**INSTRUCTIONS FOR THE TASK**: Every line of the records below from the line with "let entries = match" up to and including the line with "then manifest entries" must be reproduced exactly, and no line outside that range.

Stored data entries:
----

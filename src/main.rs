use clap::{Parser, Subcommand};
use docsync::{nav, output, sync};
use std::path::PathBuf;

fn version_string() -> &'static str {
    let on_tag = env!("ON_RELEASE_TAG");
    if on_tag == "true" {
        env!("CARGO_PKG_VERSION")
    } else {
        let hash = env!("GIT_HASH");
        if hash.is_empty() {
            "dev@unknown"
        } else {
            // Leaked once at startup — trivial, called exactly once
            Box::leak(format!("dev@{hash}").into_boxed_str())
        }
    }
}

#[derive(Parser)]
#[command(name = "docsync")]
#[command(about = "Sync component documentation into a parent docs site")]
#[command(long_about = "\
Sync component documentation into a parent docs site

Copies a component's markdown tree into the parent site's components/
directory, rewrites relative links so they survive the move, and emits a
navigation fragment for insertion into the parent manifest.

Source structure:

  docs/
  ├── order.yml                # Ordering manifest (optional)
  ├── component.yml            # Display-name override (optional)
  ├── index.md                 # Always placed first in navigation
  ├── getting-started.md
  └── internals/               # Grouped under \"Internals\" in navigation
      ├── design.md
      └── wire-format.md

Ordering manifest (order.yml):

  - getting-started.md: Getting Started
  - advanced.md: Advanced Topics
  # - drafts.md: commented entries are skipped

With order.yml, navigation preserves manifest order; without one, every
markdown file is discovered and navigation is sorted by title.

Relative links like ](../index.md) are rewritten to the component's
absolute location (](/components/<name>/index/)); external URLs and
already-absolute paths are left untouched.

The navigation fragment prints to stdout, or substitutes the placeholder
%%<name>%% in a template via --template/--output.")]
#[command(version = version_string())]
struct Cli {
    #[command(subcommand)]
    command: Command,
}

#[derive(Subcommand)]
enum Command {
    /// Copy docs into the destination, rewriting links, and emit navigation
    Sync(SyncArgs),
    /// Validate the source tree and ordering manifest without writing
    Check(CheckArgs),
}

#[derive(clap::Args)]
struct SyncArgs {
    /// Component name, used in rewritten links and the navigation fragment
    component: String,

    /// Source directory containing the component's markdown docs
    source: PathBuf,

    /// Destination directory inside the parent docs tree (replaced wholesale)
    dest: PathBuf,

    /// Base indentation for the navigation fragment
    #[arg(long, default_value_t = 8)]
    indent: usize,

    /// Template file containing a %%<component>%% placeholder
    #[arg(long)]
    template: Option<PathBuf>,

    /// Write the substituted template here instead of stdout
    #[arg(long, requires = "template")]
    output: Option<PathBuf>,
}

#[derive(clap::Args)]
struct CheckArgs {
    /// Source directory containing the component's markdown docs
    source: PathBuf,
}

fn main() -> Result<(), Box<dyn std::error::Error>> {
    let cli = Cli::parse();

    match cli.command {
        Command::Sync(args) => {
            let report = sync::sync(&args.component, &args.source, &args.dest)?;
            output::print_sync_output(&report);

            let fragment = nav::synthesize(
                &args.component,
                &report.nav_docs,
                args.indent,
                report.ordered,
                report.display_name.as_deref(),
            );

            match args.template {
                Some(template_path) => {
                    if !template_path.is_file() {
                        return Err(format!(
                            "template file does not exist: {}",
                            template_path.display()
                        )
                        .into());
                    }
                    let template = std::fs::read_to_string(&template_path)?;
                    let substituted = nav::substitute(&template, &args.component, &fragment);
                    match args.output {
                        Some(output_path) => {
                            std::fs::write(&output_path, substituted)?;
                            println!("Wrote {}", output_path.display());
                        }
                        None => print!("{substituted}"),
                    }
                }
                None => {
                    println!();
                    println!("{fragment}");
                }
            }
        }
        Command::Check(args) => {
            println!("==> Checking {}", args.source.display());
            let resolution = sync::check(&args.source)?;
            output::print_check_output(&resolution);
            if resolution.warnings.is_empty() {
                println!("==> Content is valid");
            } else {
                println!(
                    "==> Completed with {} warning(s)",
                    resolution.warnings.len()
                );
            }
        }
    }

    Ok(())
}
//! # Docsync
//!
//! Sync a component project's markdown documentation into a parent
//! documentation site. The component's docs tree is copied under the parent
//! site's `components/` directory, every relative link is rewritten so it
//! still resolves after the move, and a navigation fragment for the parent
//! manifest is emitted.
//!
//! # Architecture: Three-Stage Pipeline
//!
//! Each run flows through three independent stages:
//!
//! ```text
//! 1. Resolve     docs/ (+ order.yml)   →  ordered document set
//! 2. Rewrite     each document         →  relocation-stable links
//! 3. Synthesize  processed set         →  navigation fragment
//! ```
//!
//! This separation exists for three reasons:
//!
//! - **Testability**: resolution is a pure read, rewriting is a pure text
//!   transformation, and synthesis is pure formatting — each is unit
//!   testable without the others.
//! - **Degradation boundaries**: data problems (a malformed manifest, an
//!   entry naming a missing file) are contained in the stage that found
//!   them and degrade to warnings instead of failing the copy.
//! - **One orchestrator**: the [`sync`] module owns all filesystem writes,
//!   so the destination contract (full replacement, no stale files) lives
//!   in exactly one place.
//!
//! # Module Map
//!
//! | Module | Role |
//! |--------|------|
//! | [`manifest`] | Stage 1 — ordering manifest parsing, recursive discovery, display-name override |
//! | [`links`] | Stage 2 — rewrites relative markdown links to absolute site paths |
//! | [`nav`] | Stage 3 — navigation fragment synthesis and template substitution |
//! | [`sync`] | Pipeline orchestration: destination replacement, per-file rewrite, title resolution, license handling |
//! | [`naming`] | Display-name derivation: title-casing, separator expansion, heading extraction |
//! | [`output`] | CLI output formatting — information-first display of run reports |
//!
//! # Design Decisions
//!
//! ## Text-Pattern Link Matching
//!
//! Links are matched with a single constrained regular expression over the
//! raw text (`](path.md[#anchor])`), not by parsing markdown. A full parser
//! would also rewrite link syntax inside code fences and would need to
//! re-serialize the document, risking formatting churn in text that was
//! never touched. The constrained grammar keeps rewriting a pure,
//! reversible-by-inspection text transformation; the cost — a link-shaped
//! string inside a code fence would be rewritten too — has not mattered in
//! practice.
//!
//! ## Destructive Destination Replace
//!
//! The destination tree is deleted and rebuilt every run rather than
//! patched incrementally. A rename or deletion upstream therefore can never
//! leave a stale page behind, and running the tool twice over unchanged
//! input produces byte-identical output.
//!
//! ## Directory-Style URLs
//!
//! Rewritten links address pages as directories (`guide/`, not
//! `guide.md`), matching how the parent site serves rendered pages. The
//! navigation fragment, by contrast, refers to the markdown files
//! themselves — the site generator resolves those at render time.
//!
//! ## Ordered vs. Sorted Navigation
//!
//! A component that ships an `order.yml` has opted into curated ordering,
//! so navigation preserves it exactly. Without one, every markdown file is
//! discovered and navigation falls back to title order — predictable, if
//! not curated.

pub mod links;
pub mod manifest;
pub mod naming;
pub mod nav;
pub mod output;
pub mod sync;

#[cfg(test)]
pub(crate) mod test_helpers;
//! Ordered document-set resolution.
//!
//! Stage 1 of the sync pipeline. Decides which markdown files a run
//! processes and in what order, from one of two sources:
//!
//! - **Manifest mode**: an `order.yml` at the source root lists files and
//!   their navigation titles explicitly. Downstream stages preserve this
//!   order.
//! - **Discovery mode**: no usable `order.yml` — every `*.md` under the
//!   source root is picked up recursively and navigation is sorted by
//!   title later.
//!
//! ## Ordering Manifest Format
//!
//! `order.yml` is a YAML sequence of single-key mappings, with `#` comment
//! lines stripped before parsing:
//!
//! ```yaml
//! - getting-started.md: Getting Started
//! - qcow2/qcow2-format.md: The Qcow2 Format
//! # - drafts.md: commented entries are skipped
//! ```
//!
//! The root `index.md` is never listed — it is always placed first when it
//! exists, and an explicit entry for it is ignored.
//!
//! ## Failure Posture
//!
//! Data problems degrade, they never abort: a manifest that is not a
//! sequence falls back to discovery with a warning, a malformed entry is
//! skipped with a warning, and an entry naming a file that does not exist
//! is dropped with a warning. Only I/O failures on files that exist are
//! errors.

use serde::Deserialize;
use std::fs;
use std::path::Path;
use thiserror::Error;
use walkdir::WalkDir;

/// Ordering manifest filename, looked up at the source root.
pub const ORDER_FILE: &str = "order.yml";

/// Optional component metadata filename, looked up at the source root.
pub const COMPONENT_FILE: &str = "component.yml";

#[derive(Error, Debug)]
pub enum ManifestError {
    #[error("IO error: {0}")]
    Io(#[from] std::io::Error),
}

/// A document selected for processing.
#[derive(Debug, Clone, PartialEq)]
pub struct DocEntry {
    /// Forward-slash path relative to the source root; may include
    /// subdirectories (`qcow2/qcow2-format.md`).
    pub rel_path: String,
    /// Title from the ordering manifest. `None` until the sync stage
    /// derives one from content.
    pub title: Option<String>,
}

/// Outcome of document-set resolution.
#[derive(Debug)]
pub struct Resolution {
    /// Documents to process, in processing order.
    pub entries: Vec<DocEntry>,
    /// True when `order.yml` drove the selection — downstream consumers
    /// keep this order instead of sorting by title.
    pub ordered: bool,
    /// Display-name override from `component.yml`.
    pub display_name: Option<String>,
    /// Recoverable problems encountered while resolving.
    pub warnings: Vec<String>,
}

/// Resolve the ordered document set for a source tree.
///
/// Pure read — no side effects. The caller is responsible for having
/// validated that `source_root` exists and is a directory.
pub fn resolve(source_root: &Path) -> Result<Resolution, ManifestError> {
    let mut warnings = Vec::new();

    let listed = parse_order_file(&source_root.join(ORDER_FILE), &mut warnings)?;
    let display_name = read_display_name(&source_root.join(COMPONENT_FILE), &mut warnings);

    let ordered = listed.is_some();
    let entries = match listed {
        Some(pairs) => ordered_entries(source_root, pairs, &mut warnings),
        None => discover_entries(source_root),
    };

    Ok(Resolution {
        entries,
        ordered,
        display_name,
        warnings,
    })
}

/// Parse `order.yml` into `(filename, title)` pairs.
///
/// Returns `None` (discovery mode) when the file is absent, fails to parse,
/// or is not a sequence. Items that are not single-key string mappings are
/// skipped individually with a warning.
fn parse_order_file(
    path: &Path,
    warnings: &mut Vec<String>,
) -> Result<Option<Vec<(String, String)>>, ManifestError> {
    if !path.exists() {
        return Ok(None);
    }
    let content = fs::read_to_string(path)?;

    // Comment lines are stripped before parsing so entries can be toggled
    // off without being valid YAML.
    let filtered: String = content
        .lines()
        .filter(|line| !line.trim_start().starts_with('#'))
        .collect::<Vec<_>>()
        .join("\n");

    let parsed: serde_yaml::Value = match serde_yaml::from_str(&filtered) {
        Ok(value) => value,
        Err(err) => {
            warnings.push(format!("failed to parse {ORDER_FILE}: {err}"));
            return Ok(None);
        }
    };
    let serde_yaml::Value::Sequence(items) = parsed else {
        warnings.push(format!("{ORDER_FILE} is not a list, ignoring"));
        return Ok(None);
    };

    let mut pairs = Vec::with_capacity(items.len());
    for item in items {
        match single_key_entry(&item) {
            Some(pair) => pairs.push(pair),
            None => warnings.push(format!("invalid {ORDER_FILE} entry: {item:?}")),
        }
    }
    Ok(Some(pairs))
}

/// A valid manifest entry is a mapping with exactly one string key and one
/// string value.
fn single_key_entry(item: &serde_yaml::Value) -> Option<(String, String)> {
    let map = item.as_mapping()?;
    if map.len() != 1 {
        return None;
    }
    let (key, value) = map.iter().next()?;
    Some((key.as_str()?.to_string(), value.as_str()?.to_string()))
}

/// Assemble the processing order for a manifest-driven run.
///
/// A root `index.md` always leads when it exists, then manifest entries
/// follow verbatim. Entries naming files absent from the source tree are
/// dropped with a warning rather than failing the run.
fn ordered_entries(
    source_root: &Path,
    listed: Vec<(String, String)>,
    warnings: &mut Vec<String>,
) -> Vec<DocEntry> {
    let mut entries = Vec::with_capacity(listed.len() + 1);

    if source_root.join("index.md").is_file() {
        entries.push(DocEntry {
            rel_path: "index.md".to_string(),
            title: None,
        });
    }

    for (filename, title) in listed {
        if filename == "index.md" {
            continue; // already placed first
        }
        if !source_root.join(&filename).is_file() {
            warnings.push(format!("file not found, skipping: {filename}"));
            continue;
        }
        entries.push(DocEntry {
            rel_path: filename,
            title: Some(title),
        });
    }
    entries
}

/// Discover every markdown file under the source root.
///
/// Order is whatever the directory walk yields — discovery runs sort by
/// title downstream, so no ordering is promised here. Titles are derived
/// from content later.
fn discover_entries(source_root: &Path) -> Vec<DocEntry> {
    WalkDir::new(source_root)
        .into_iter()
        .filter_map(Result::ok)
        .filter(|entry| entry.file_type().is_file())
        .filter(|entry| entry.path().extension().is_some_and(|ext| ext == "md"))
        .filter_map(|entry| {
            entry
                .path()
                .strip_prefix(source_root)
                .ok()
                .map(|rel| rel.to_string_lossy().to_string())
        })
        .map(|rel_path| DocEntry {
            rel_path,
            title: None,
        })
        .collect()
}

/// Fields read from `component.yml`. Unknown keys are ignored — the file
/// belongs to the component, not to this tool.
#[derive(Deserialize)]
struct ComponentMeta {
    title: Option<String>,
}

/// Read the navigation display-name override from `component.yml`.
///
/// Absence is silent. A file that cannot be read or parsed warns and falls
/// back to the derived name. Only a non-empty `title` counts.
fn read_display_name(path: &Path, warnings: &mut Vec<String>) -> Option<String> {
    if !path.exists() {
        return None;
    }
    let content = match fs::read_to_string(path) {
        Ok(content) => content,
        Err(err) => {
            warnings.push(format!("failed to read {COMPONENT_FILE}: {err}"));
            return None;
        }
    };
    match serde_yaml::from_str::<ComponentMeta>(&content) {
        Ok(meta) => meta.title.filter(|title| !title.trim().is_empty()),
        Err(err) => {
            warnings.push(format!("failed to parse {COMPONENT_FILE}: {err}"));
            None
        }
    }
}
//! Shared test utilities for the docsync test suite.
//!
//! Tests build their source trees inline from `(relative path, content)`
//! pairs — each test gets an isolated temp directory it can mutate freely.

use std::path::Path;
use tempfile::TempDir;

/// Create a temp directory populated from `(relative path, content)` pairs.
pub fn source_tree(files: &[(&str, &str)]) -> TempDir {
    let tmp = TempDir::new().unwrap();
    for (rel, content) in files {
        write_file(tmp.path(), rel, content);
    }
    tmp
}

/// Write a file under `root`, creating parent directories as needed.
pub fn write_file(root: &Path, rel: &str, content: &str) {
    let path = root.join(rel);
    if let Some(parent) = path.parent() {
        std::fs::create_dir_all(parent).unwrap();
    }
    std::fs::write(path, content).unwrap();
}
use std::cmp::Ordering;
use std::collections::{BTreeMap, HashSet};

use log::{debug, trace};

use crate::error::{HuffmanError, Result};
use crate::frequency::FrequencyTable;
use crate::min_heap::MinHeap;
use crate::Symbol;

#[derive(Debug, Clone, PartialEq, Eq)]
pub enum HuffNode<S> {
    Leaf {
        weight: u64,
        symbol: S,
    },
    Internal {
        weight: u64,
        left: Box<HuffNode<S>>,
        right: Box<HuffNode<S>>,
    },
}

impl<S> HuffNode<S> {
    pub fn new(symbol: S, weight: u64) -> Self {
        HuffNode::Leaf { weight, symbol }
    }

    pub fn weight(&self) -> u64 {
        match self {
            HuffNode::Leaf { weight, .. } => *weight,
            HuffNode::Internal { weight, .. } => *weight,
        }
    }

    pub fn is_leaf(&self) -> bool {
        matches!(self, HuffNode::Leaf { .. })
    }

    /// Joins two subtrees; `a` becomes the left ("0") child.
    pub fn merge(a: Self, b: Self) -> Result<Self> {
        let weight = a
            .weight()
            .checked_add(b.weight())
            .ok_or(HuffmanError::WeightOverflow)?;
        Ok(HuffNode::Internal {
            weight,
            left: Box::new(a),
            right: Box::new(b),
        })
    }
}

/// A subtree waiting in the builder's queue, ordered by (weight, sequence).
struct Pending<S> {
    weight: u64,
    sequence: u64,
    node: HuffNode<S>,
}

impl<S> PartialEq for Pending<S> {
    fn eq(&self, other: &Self) -> bool {
        self.weight == other.weight && self.sequence == other.sequence
    }
}

impl<S> Eq for Pending<S> {}

impl<S> PartialOrd for Pending<S> {
    fn partial_cmp(&self, other: &Self) -> Option<Ordering> {
        Some(self.cmp(other))
    }
}

impl<S> Ord for Pending<S> {
    fn cmp(&self, other: &Self) -> Ordering {
        self.weight
            .cmp(&other.weight)
            .then(self.sequence.cmp(&other.sequence))
    }
}

#[derive(Debug, Clone, PartialEq, Eq)]
pub struct HuffmanTree<S> {
    pub root: HuffNode<S>,
}

impl<S: Symbol> HuffmanTree<S> {
    /// Builds the merge tree for `weights`.
    ///
    /// Leaves are numbered in the order given and every merged subtree gets
    /// the next number, so equal weights are always resolved the same way.
    /// The two lightest subtrees are merged until one remains; the first one
    /// taken off the queue becomes the left child.
    pub fn build<I>(weights: I) -> Result<Self>
    where
        I: IntoIterator<Item = (S, u64)>,
    {
        let mut sequence: u64 = 0;
        let mut seen = HashSet::new();
        let mut leaves = Vec::new();
        for (symbol, weight) in weights {
            if !seen.insert(symbol) {
                return Err(HuffmanError::DuplicateSymbol {
                    symbol: format!("{symbol:?}"),
                });
            }
            leaves.push(Pending {
                weight,
                sequence,
                node: HuffNode::new(symbol, weight),
            });
            sequence += 1;
        }
        let leaf_count = leaves.len();

        let mut heap = MinHeap::build(leaves);
        let mut merges = 0usize;
        let root = loop {
            let first = heap.extract_min().ok_or(HuffmanError::EmptyAlphabet)?;
            let Some(second) = heap.extract_min() else {
                break first.node;
            };
            trace!(
                "merging weight {} (#{}) with weight {} (#{}) as #{}",
                first.weight,
                first.sequence,
                second.weight,
                second.sequence,
                sequence
            );
            let node = HuffNode::merge(first.node, second.node)?;
            heap.insert(Pending {
                weight: node.weight(),
                sequence,
                node,
            });
            sequence += 1;
            merges += 1;
        };

        debug!(
            "built huffman tree: {} leaves, {} merges, root weight {}",
            leaf_count,
            merges,
            root.weight()
        );
        Ok(HuffmanTree { root })
    }

    pub fn from_frequencies(frequencies: &FrequencyTable<S>) -> Result<Self> {
        Self::build(frequencies.iter())
    }

    pub fn weight(&self) -> u64 {
        self.root.weight()
    }

    pub fn leaf_count(&self) -> usize {
        let mut count = 0;
        let mut stack = vec![&self.root];
        while let Some(node) = stack.pop() {
            match node {
                HuffNode::Leaf { .. } => count += 1,
                HuffNode::Internal { left, right, .. } => {
                    stack.push(right);
                    stack.push(left);
                }
            }
        }
        count
    }

    /// Depth of every leaf, which is its code length. A lone leaf counts as 1.
    pub fn code_lengths(&self) -> BTreeMap<S, usize> {
        let mut lengths = BTreeMap::new();
        if let HuffNode::Leaf { symbol, .. } = &self.root {
            lengths.insert(*symbol, 1);
            return lengths;
        }
        let mut stack = vec![(&self.root, 0usize)];
        while let Some((node, depth)) = stack.pop() {
            match node {
                HuffNode::Leaf { symbol, .. } => {
                    lengths.insert(*symbol, depth);
                }
                HuffNode::Internal { left, right, .. } => {
                    stack.push((&**right, depth + 1));
                    stack.push((&**left, depth + 1));
                }
            }
        }
        lengths
    }
}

----

**FINISHED EXERCISE**:
    let entries = match listed {
        Some(pairs) => ordered_entries(source_root, pairs, &mut warnings),
        None => discover_entries(source_root),
    };

    Ok(Resolution {
        entries,
        ordered,
        display_name,
        warnings,
    })
}

/// Parse `order.yml` into `(filename, title)` pairs.
///
/// Returns `None` (discovery mode) when the file is absent, fails to parse,
/// or is not a sequence. Items that are not single-key string mappings are
/// skipped individually with a warning.
fn parse_order_file(
    path: &Path,
    warnings: &mut Vec<String>,
) -> Result<Option<Vec<(String, String)>>, ManifestError> {
    if !path.exists() {
        return Ok(None);
    }
    let content = fs::read_to_string(path)?;

    // Comment lines are stripped before parsing so entries can be toggled
    // off without being valid YAML.
    let filtered: String = content
        .lines()
        .filter(|line| !line.trim_start().starts_with('#'))
        .collect::<Vec<_>>()
        .join("\n");

    let parsed: serde_yaml::Value = match serde_yaml::from_str(&filtered) {
        Ok(value) => value,
        Err(err) => {
            warnings.push(format!("failed to parse {ORDER_FILE}: {err}"));
            return Ok(None);
        }
    };
    let serde_yaml::Value::Sequence(items) = parsed else {
        warnings.push(format!("{ORDER_FILE} is not a list, ignoring"));
        return Ok(None);
    };

    let mut pairs = Vec::with_capacity(items.len());
    for item in items {
        match single_key_entry(&item) {
            Some(pair) => pairs.push(pair),
            None => warnings.push(format!("invalid {ORDER_FILE} entry: {item:?}")),
        }
    }
    Ok(Some(pairs))
}

/// A valid manifest entry is a mapping with exactly one string key and one
/// string value.
fn single_key_entry(item: &serde_yaml::Value) -> Option<(String, String)> {
    let map = item.as_mapping()?;
    if map.len() != 1 {
        return None;
    }
    let (key, value) = map.iter().next()?;
    Some((key.as_str()?.to_string(), value.as_str()?.to_string()))
}

/// Assemble the processing order for a manifest-driven run.
///
/// A root `index.md` always leads when it exists, then manifest entries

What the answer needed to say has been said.